Comb the records below for the string "lock" and copy each line where it turns up.

Extracted data entries:
________________

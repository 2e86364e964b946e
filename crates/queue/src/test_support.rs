use std::sync::Arc;

use parking_lot::Mutex;

use crate::{MergeOutcome, QueueTask, TaskError, TaskToken, downcast_task};

/// Shared record of task callbacks.
#[derive(Default)]
pub(crate) struct TaskLog {
	performed: Mutex<Vec<u32>>,
	disposed: Mutex<Vec<u32>>,
}

impl TaskLog {
	pub(crate) fn shared() -> Arc<Self> {
		Arc::new(Self::default())
	}

	pub(crate) fn performed(&self) -> Vec<u32> {
		self.performed.lock().clone()
	}

	pub(crate) fn disposed(&self) -> Vec<u32> {
		self.disposed.lock().clone()
	}

	pub(crate) fn record_perform(&self, id: u32) {
		self.performed.lock().push(id);
	}

	pub(crate) fn record_dispose(&self, id: u32) {
		self.disposed.lock().push(id);
	}
}

/// Task that merges with queued tasks of the same key; the incoming one wins.
pub(crate) struct KeyedTask {
	pub(crate) id: u32,
	pub(crate) key: u32,
	log: Arc<TaskLog>,
	fail: bool,
}

impl KeyedTask {
	pub(crate) fn new(id: u32, key: u32, log: &Arc<TaskLog>) -> Self {
		Self {
			id,
			key,
			log: Arc::clone(log),
			fail: false,
		}
	}

	pub(crate) fn failing(mut self) -> Self {
		self.fail = true;
		self
	}
}

impl QueueTask for KeyedTask {
	fn perform(&mut self, _token: &TaskToken) -> Result<(), TaskError> {
		self.log.record_perform(self.id);
		if self.fail { Err(TaskError::failed(format!("task {} failed", self.id))) } else { Ok(()) }
	}

	fn dispose(&mut self) {
		self.log.record_dispose(self.id);
	}

	fn try_merge_with(&self, existing: &dyn QueueTask) -> Option<MergeOutcome> {
		let existing = downcast_task::<Self>(existing)?;
		(existing.key == self.key).then_some(MergeOutcome::KeepIncoming)
	}

	fn label(&self) -> &str {
		"keyed"
	}
}
use std::time::{Duration, Instant};

use crate::receipt::{SubmissionReceipt, TaskId};
use crate::{MergingTaskQueue, QueuedTask, TaskError};

/// Bounds for one drain pass.
#[derive(Debug, Clone, Copy, PartialEq, Eq)]
pub struct DrainBudget {
	pub duration: Duration,
	/// Tasks handled per pass, whatever their outcome.
	pub max_completions: usize,
}

impl DrainBudget {
	/// Drains until the queue is empty.
	pub const fn unbounded() -> Self {
		Self {
			duration: Duration::MAX,
			max_completions: usize::MAX,
		}
	}
}

impl Default for DrainBudget {
	fn default() -> Self {
		Self::unbounded()
	}
}

/// Summary of one drain pass.
#[derive(Debug, Clone, Copy, Default, PartialEq, Eq)]
pub struct DrainReport {
	pub completed: u64,
	pub cancelled: u64,
	pub failed: u64,
	/// Slots still pending when the pass ended.
	pub pending: usize,
	/// The pass stopped on its budget rather than on an empty queue.
	pub budget_exhausted: bool,
}

impl DrainReport {
	/// Tasks extracted and executed during the pass.
	pub fn handled(&self) -> u64 {
		self.completed + self.cancelled + self.failed
	}

	/// Folds a later pass into this report.
	pub(crate) fn absorb(&mut self, later: Self) {
		self.completed += later.completed;
		self.cancelled += later.cancelled;
		self.failed += later.failed;
		self.pending = later.pending;
		self.budget_exhausted = later.budget_exhausted;
	}

	fn record(&mut self, id: TaskId, result: Result<(), TaskError>) {
		match result {
			Ok(()) => self.completed += 1,
			Err(TaskError::Cancelled) => {
				self.cancelled += 1;
				tracing::debug!(task_id = %id, "queue.drain.cancelled");
			}
			Err(TaskError::Failed(error)) => {
				self.failed += 1;
				tracing::warn!(task_id = %id, error = %error, "queue.drain.failed");
			}
		}
	}
}

/// Runs the consumer loop on the calling thread until the queue is empty or
/// `budget` runs out.
///
/// Failed and cancelled tasks are counted and the loop moves on. A panic in a
/// task body propagates; that task is disposed during unwinding and the rest
/// stay queued.
pub fn drain_queue(queue: &MergingTaskQueue, budget: DrainBudget) -> DrainReport {
	run_pass(queue, budget, || queue.extract_next_task())
}

/// Unbudgeted pass that only extracts slots whose latest submission is not
/// after `through()`. The bound is re-read before every extraction.
pub(crate) fn drain_through(queue: &MergingTaskQueue, through: impl Fn() -> SubmissionReceipt) -> DrainReport {
	run_pass(queue, DrainBudget::unbounded(), || queue.extract_next_task_through(through()))
}

fn run_pass(queue: &MergingTaskQueue, budget: DrainBudget, mut next: impl FnMut() -> Option<QueuedTask>) -> DrainReport {
	if budget.max_completions == 0 {
		return DrainReport {
			pending: queue.pending_len(),
			budget_exhausted: true,
			..DrainReport::default()
		};
	}

	let deadline = Instant::now().checked_add(budget.duration);
	let mut report = DrainReport::default();

	loop {
		if report.handled() >= budget.max_completions as u64 || deadline.is_some_and(|deadline| Instant::now() >= deadline) {
			report.budget_exhausted = true;
			break;
		}
		let Some(task) = next() else {
			break;
		};
		let id = task.task_id();
		report.record(id, task.execute_task());
	}

	report.pending = queue.pending_len();
	tracing::trace!(
		completed = report.completed,
		cancelled = report.cancelled,
		failed = report.failed,
		pending = report.pending,
		budget_exhausted = report.budget_exhausted,
		"queue.drain"
	);
	report
}
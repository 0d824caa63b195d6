use anyhow::Result;
use docstats::cli::Cli;

fn main() -> Result<()> {
    let cli = Cli::parse();
    cli.execute()
}
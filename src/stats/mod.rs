pub mod aggregate;
pub mod exec;
pub mod normalize;
pub mod output;

pub use aggregate::{analyze_branches, iter_commits};
pub use exec::{analyze, report};
pub use normalize::{normalize, table_rows};
pub use output::{output_table, write_csv, write_files};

________________

* The answer:
		self.performed.lock().clone()
		self.disposed.lock().clone()
		self.performed.lock().push(id);
		self.disposed.lock().push(id);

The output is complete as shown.